Saturday, February 14, 2015

A New Asylum Game in Germany?

All throughout 2014, the news media in Germany talked about asylum, immigration and issues.  You'd hear political folks talk about the issues to some minor degree, then do nothing.  This all mostly had to do with various non-European individuals that appeared in Germany to claim some type of status.

Well....this week in Germany....suddenly there was change....oddly enough.

Because of the inflow of Kosovo refugees or asylum-seekers.....roughly 18,000 in the past ninety days....there was a decision finally to fix some issues, but only related to the Kosovo folks.  Yeah, it has a funny situation attached to it.

First, the German political folks wanted everyone to know that there is a listing of countries where things are considered 'SAFE'.  Kosovo, Serbia and Macedonia are considered 'SAFE'.  You can't walk into Germany and claim any asylum status with ninety-nine percent of the excuses that a guy would typically use.

Second, the German political folks have reshaped the approval process (shocking, I know....for all of 2014, rarely any upgrades to the system).  They now say that Kosovo folks will get a fourteen-day process.  Everyone else?  They rotate back a step or two....probably adding a month to three months to their own approval/disapproval process.

Third, more employees within the approval process.  Shocker?  Oh yeah.  For months and months.....as more folks arrived in Germany....no one wanted to increase the manpower at the immigration department.  Reasons?  No one would ever say in public or on any forum.  It was like manpower was a forbidden topic to bring up or discuss.

Hiring and building up a department?  This isn't exactly a skill-set that you'd throw onto an advertising campaign....find two hundred more employees over a month, and just incorporate them into the system.  Germany just doesn't function like that.

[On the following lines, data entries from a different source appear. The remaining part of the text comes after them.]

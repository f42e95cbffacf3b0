//! CLI runner - executes commands

use crate::auth::{Authorization, AuthorizationScheme};
use crate::cli::commands::{Cli, Commands, OutputFormat};
use crate::error::{Error, Result};
use serde::Serialize;
use std::fs;
use std::io::{self, BufRead, Write};
use std::path::Path;

/// Outcome of parsing one header value
#[derive(Debug, Clone, PartialEq, Eq, Serialize)]
pub struct Report {
    pub scheme: AuthorizationScheme,
    pub scheme_raw: String,
    pub value: String,
    #[serde(skip_serializing_if = "Option::is_none")]
    pub username: Option<String>,
    #[serde(skip_serializing_if = "Option::is_none")]
    pub password: Option<String>,
    #[serde(skip_serializing_if = "Option::is_none")]
    pub error: Option<String>,
}

/// Stands in for a Basic value when passwords are hidden
pub const REDACTED: &str = "<redacted>";

impl Report {
    /// Parse `raw` and summarize the result
    pub fn from_raw(raw: &str, show_password: bool) -> Self {
        match Authorization::parse(raw) {
            Ok(auth) => {
                let creds = auth.credentials();
                Self {
                    scheme: auth.scheme(),
                    scheme_raw: auth.scheme_raw().to_string(),
                    value: shown_value(&auth, show_password),
                    username: creds.map(|c| c.username().to_string()),
                    password: creds
                        .filter(|_| show_password)
                        .map(|c| c.password().to_string()),
                    error: None,
                }
            }
            Err(rejection) => {
                let auth = rejection.authorization();
                Self {
                    scheme: auth.scheme(),
                    scheme_raw: auth.scheme_raw().to_string(),
                    value: shown_value(auth, show_password),
                    username: None,
                    password: None,
                    error: Some(rejection.error().to_string()),
                }
            }
        }
    }

    pub fn is_rejected(&self) -> bool {
        self.error.is_some()
    }
}

/// The Basic value encodes the password, so it follows `show_password`
/// whether or not the header was accepted
fn shown_value(auth: &Authorization, show_password: bool) -> String {
    let is_basic =
        AuthorizationScheme::from_token(auth.scheme_raw()) == Some(AuthorizationScheme::Basic);
    if is_basic && !show_password && !auth.value().is_empty() {
        REDACTED.to_string()
    } else {
        auth.value().to_string()
    }
}

/// CLI runner
pub struct Runner {
    cli: Cli,
}

impl Runner {
    /// Create a new runner
    pub fn new(cli: Cli) -> Self {
        Self { cli }
    }

    /// Run the CLI command against the process stdin/stdout
    ///
    /// Returns `false` when the command asked to fail on rejected values and
    /// at least one was rejected.
    pub fn run(&self) -> Result<bool> {
        let stdin = io::stdin();
        let stdout = io::stdout();
        self.run_with(stdin.lock(), &mut stdout.lock())
    }

    /// Run the CLI command with explicit input and output
    pub fn run_with<R: BufRead, W: Write>(&self, stdin: R, out: &mut W) -> Result<bool> {
        match &self.cli.command {
            Commands::Parse {
                values,
                file,
                stdin: from_stdin,
                show_password,
                fail_on_invalid,
            } => {
                let inputs = if let Some(path) = file {
                    read_lines_from_file(path)?
                } else if *from_stdin {
                    stdin.lines().collect::<io::Result<Vec<_>>>()?
                } else if values.is_empty() {
                    return Err(Error::config(
                        "No header values given (pass VALUE arguments, --file or --stdin)",
                    ));
                } else {
                    values.clone()
                };

                let rejected = self.parse(&inputs, *show_password, out)?;
                Ok(!(*fail_on_invalid && rejected > 0))
            }
            Commands::Schemes => {
                self.schemes(out)?;
                Ok(true)
            }
        }
    }

    /// Parse and print every input; returns the number of rejected values
    fn parse<W: Write>(
        &self,
        inputs: &[String],
        show_password: bool,
        out: &mut W,
    ) -> Result<usize> {
        let mut rejected = 0;

        for (index, raw) in inputs.iter().enumerate() {
            let report = Report::from_raw(raw, show_password);

            if report.is_rejected() {
                rejected += 1;
                tracing::debug!(
                    index,
                    scheme = %report.scheme_raw,
                    "Rejected header value"
                );
            } else {
                tracing::debug!(index, scheme = %report.scheme, "Accepted header value");
            }

            match self.cli.format {
                OutputFormat::Json => {
                    writeln!(out, "{}", serde_json::to_string(&report)?)?;
                }
                OutputFormat::Pretty => write_pretty(out, index, &report)?,
            }
        }

        tracing::info!(
            total = inputs.len(),
            rejected,
            "Parsed Authorization header values"
        );

        Ok(rejected)
    }

    /// List recognized scheme tokens
    fn schemes<W: Write>(&self, out: &mut W) -> Result<()> {
        match self.cli.format {
            OutputFormat::Json => {
                let schemes = AuthorizationScheme::RECOGNIZED.map(AuthorizationScheme::as_str);
                writeln!(out, "{}", serde_json::to_string(&schemes)?)?;
            }
            OutputFormat::Pretty => {
                for scheme in AuthorizationScheme::RECOGNIZED {
                    writeln!(out, "{scheme}")?;
                }
            }
        }
        Ok(())
    }
}

fn read_lines_from_file(path: &Path) -> Result<Vec<String>> {
    let content = fs::read_to_string(path)
        .map_err(|e| Error::config(format!("Failed to read {}: {e}", path.display())))?;
    Ok(content.lines().map(String::from).collect())
}

fn write_pretty<W: Write>(out: &mut W, index: usize, report: &Report) -> io::Result<()> {
    writeln!(out, "[{index}] {}", report.scheme)?;
    if !report.scheme_raw.is_empty() {
        writeln!(out, "    scheme:   {}", report.scheme_raw)?;
    }
    if !report.value.is_empty() {
        writeln!(out, "    value:    {}", report.value)?;
    }
    if let Some(username) = &report.username {
        writeln!(out, "    username: {username}")?;
    }
    if let Some(password) = &report.password {
        writeln!(out, "    password: {password}")?;
    }
    if let Some(error) = &report.error {
        writeln!(out, "    error:    {error}")?;
    }
    Ok(())
}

Once you categorize the skills required.....you can figure that it'll be hard to find more than a dozen folks who might fit into such a job.  So you end up with dozens of additional folks who really aren't that capable for the job....show the right skills....or have a four-star training program to bring them up to speed in six months.  This might be the reason why they were so against expanding the department because you just won't find the right people with the right skills.

What's all this add up to?

There's 18,000 Kosovo folks in Germany presently, and I'd take a humble guess that another 50,000 will show by late May.  Virtually every single one of them will fill out paperwork.....thinking it will take six months to get approval and just start hope that it'll all work out.  The shock will be in two weeks as they get called into an office....told they were disapproved and they need to be on a bus tomorrow morning which will take them back to Kosovo (note, the German tax-payer will be paying for their two weeks in the compound and the bus-trip back to Kosovo).

A logical guy would ask...what happens next?  Political turmoil and frustrations in Kosovo with a high unemployment rate (some news sources say the youth unemployment rate is near fifty percent). It invites civil conflict and eventually civil war.  Unless some Germans get smart....figure ways to integrate some business opportunities into the region and take advantage of cheaper wages....nothing is going to stop the approaching civil conflict.  Then, because it won't be 'SAFE'.....the Kosovo folks will arrive and find an open door.

I admit.....it's not the job of the German government to take every single asylum seeker, but when you look at the various groups coming into Germany and getting permission to stay....there's not much difference between them and the Kosovo crowd.  They both seeker an opportunity in life.

Bottom line?  Oddly, the Germans have finally reacted to immigration and asylum issues and triggered a change in the way business is done.  But only after the Kosovo crowd got into the 'game'.